Se nos dias de hoje já há muito material que se perdeu de vista - não se sabe ao certo o seu paradeiro, nem como desapareceu - sem este registo escrito, constatamos que, jamais, para os anos subsequentes, ficaria algo, que permitisse uma continuidade para memória futura.

Não vou debruçar-me sobre o conteúdo do livro, pois que espero que a curiosidade dos leitores possa levar a que, por si só, consigam perceber a grandeza deste livro e, lendo-o, descubram a memória, a missão e a dignidade de todos os que pugnaram pelo crescimento e plenitude da Associação Humanitária.

Só grandes Homens poderão figurar em páginas valiosas da História!
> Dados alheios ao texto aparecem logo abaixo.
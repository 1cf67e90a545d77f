use std::fmt;

use inquire::{InquireError, Select, Text};
use tracing::debug;

use skyview_core::{
    Event, HistoryPanel,
    controller::{Action, BINDINGS, LOCATING, unit_toggle_label},
    orchestrator::CITY_LOADING,
};

use crate::cli::{DashboardController, print_view};

/// One line of the main menu.
#[derive(Debug, Clone)]
struct MenuItem {
    action: Option<Action>,
    label: String,
}

impl fmt::Display for MenuItem {
    fn fmt(&self, f: &mut fmt::Formatter<'_>) -> fmt::Result {
        f.write_str(&self.label)
    }
}

fn menu(ctl: &DashboardController) -> Vec<MenuItem> {
    let mut items: Vec<MenuItem> = BINDINGS
        .iter()
        .map(|binding| {
            let label = match binding.action {
                Action::ToggleUnits => unit_toggle_label(ctl.units()).to_string(),
                Action::ToggleTheme => ctl.theme().toggle_label().to_string(),
                _ => binding.description.to_string(),
            };
            MenuItem {
                action: Some(binding.action),
                label: format!("({}) {}", binding.key, label),
            }
        })
        .collect();

    items.push(MenuItem {
        action: None,
        label: "(q) Quit".to_string(),
    });
    items
}

/// Ask for whatever the action needs. `None` means nothing to dispatch.
fn prompt_event(ctl: &DashboardController, action: Action) -> Result<Option<Event>, InquireError> {
    let event = match action {
        Action::Search => {
            let city = Text::new("City:")
                .with_initial_value(ctl.search_field())
                .prompt()?;
            Some(Event::Search(city))
        }
        Action::SelectHistory => match ctl.history_panel() {
            HistoryPanel::Placeholder(text) => {
                println!("{text}");
                None
            }
            HistoryPanel::Entries(entries) => {
                let city = Select::new("Recent searches:", entries).prompt()?;
                Some(Event::SelectHistory(city))
            }
        },
        Action::UseLocation => Some(Event::UseLocation),
        Action::ToggleUnits => Some(Event::ToggleUnits),
        Action::ToggleTheme => Some(Event::ToggleTheme),
    };
    Ok(event)
}

fn is_cancel(err: &InquireError) -> bool {
    matches!(
        err,
        InquireError::OperationCanceled | InquireError::OperationInterrupted
    )
}

pub async fn run(mut ctl: DashboardController) -> anyhow::Result<()> {
    loop {
        print_view(&ctl);

        let choice = match Select::new("What next?", menu(&ctl)).prompt() {
            Ok(choice) => choice,
            Err(err) if is_cancel(&err) => return Ok(()),
            Err(err) => return Err(err.into()),
        };

        let Some(action) = choice.action else {
            return Ok(());
        };

        let event = match prompt_event(&ctl, action) {
            Ok(Some(event)) => event,
            Ok(None) => continue,
            // Esc inside a sub-prompt goes back to the menu
            Err(err) if is_cancel(&err) => continue,
            Err(err) => return Err(err.into()),
        };

        match &event {
            Event::Search(_) | Event::SelectHistory(_) => println!("{CITY_LOADING}"),
            Event::UseLocation => println!("{LOCATING}"),
            _ => {}
        }

        // failures are already reflected in the view's notice
        if let Err(err) = ctl.dispatch(event).await {
            debug!("Dispatch failed: {}", err);
        }
    }
}
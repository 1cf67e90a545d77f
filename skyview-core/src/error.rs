use thiserror::Error;

/// Errors surfaced by the dashboard core.
///
/// Every variant ends up as a single line in the error area of the home page,
/// see [`WeatherError::user_message`].
#[derive(Error, Debug)]
pub enum WeatherError {
    #[error("Configuration error: {0}")]
    Config(String),

    #[error("{message}")]
    NotFound { message: String },

    #[error("{message}")]
    Upstream { status: u16, message: String },

    #[error("Network error: {0}")]
    Network(#[from] reqwest::Error),

    #[error("Invalid response from weather service: {0}")]
    InvalidResponse(String),

    #[error("{0}")]
    Validation(String),

    #[error(transparent)]
    Geolocation(#[from] GeolocationError),

    #[error(transparent)]
    Storage(#[from] StorageError),
}

impl WeatherError {
    /// User-friendly error message for the error area.
    pub fn user_message(&self) -> String {
        match self {
            Self::Config(msg) => format!("⚠️ Configuration problem: {msg}"),
            Self::NotFound { message } | Self::Upstream { message, .. } => message.clone(),
            Self::Network(_) => {
                "Unable to reach the weather service. Check your connection.".to_string()
            }
            Self::InvalidResponse(_) => {
                "The weather service returned data we could not read.".to_string()
            }
            Self::Validation(msg) => msg.clone(),
            Self::Geolocation(err) => err.to_string(),
            Self::Storage(_) => "Could not save your search history.".to_string(),
        }
    }

    /// HTTP status relayed by the proxy, when there is one.
    pub fn status(&self) -> Option<u16> {
        match self {
            Self::NotFound { .. } => Some(404),
            Self::Upstream { status, .. } => Some(*status),
            Self::Network(err) => err.status().map(|s| s.as_u16()),
            _ => None,
        }
    }
}

/// Why the device location could not be determined.
#[derive(Error, Debug, Clone, Copy, PartialEq, Eq)]
pub enum GeolocationError {
    #[error("⚠️ Geolocation is not supported on this device.")]
    Unsupported,

    #[error("⚠️ Geolocation failed. Please type a city name.")]
    Denied,
}

/// Failures of the key-value storage behind the search history.
#[derive(Error, Debug)]
pub enum StorageError {
    #[error("Storage I/O error for key '{key}': {source}")]
    Io {
        key: String,
        #[source]
        source: std::io::Error,
    },

    #[error("Failed to encode value for key '{key}': {source}")]
    Encode {
        key: String,
        #[source]
        source: serde_json::Error,
    },
}

pub type Result<T> = std::result::Result<T, WeatherError>;
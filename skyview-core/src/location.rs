use async_trait::async_trait;
use std::fmt::Debug;

use crate::{error::GeolocationError, model::Coordinates};

/// Device position provider.
#[async_trait]
pub trait Geolocator: Send + Sync + Debug {
    async fn locate(&self) -> Result<Coordinates, GeolocationError>;
}

/// Position known ahead of time, e.g. from configuration or flags.
/// Without one the device is treated as having no geolocation support.
#[derive(Debug, Clone, Copy, Default)]
pub struct FixedLocation(pub Option<Coordinates>);

#[async_trait]
impl Geolocator for FixedLocation {
    async fn locate(&self) -> Result<Coordinates, GeolocationError> {
        self.0.ok_or(GeolocationError::Unsupported)
    }
}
É o que acontece aqui, os Bombeiros, Homens de coragem e valentia; Homens que o cansaço não derruba; Homens que deram a vida pela vida; Homens que se dedicaram de alma e coração ao próximo,  pondo a própria vida em risco, como é o caso de uma das crónicas, em que João Figueiredo, mais conhecido por “João dos óculos”, acabou por falecer num incêndio em 1953, ocorrido na então Casa Viúva Lopes.

Ficamos com um Livro carregado de altruísmo, de abnegação, quer pelos que lutaram no terreno como bombeiros, quer pelos que tudo fizeram por manter e levar a Associação Humanitário dos Bombeiros do Peso da Régua à profícua idade de 131 anos.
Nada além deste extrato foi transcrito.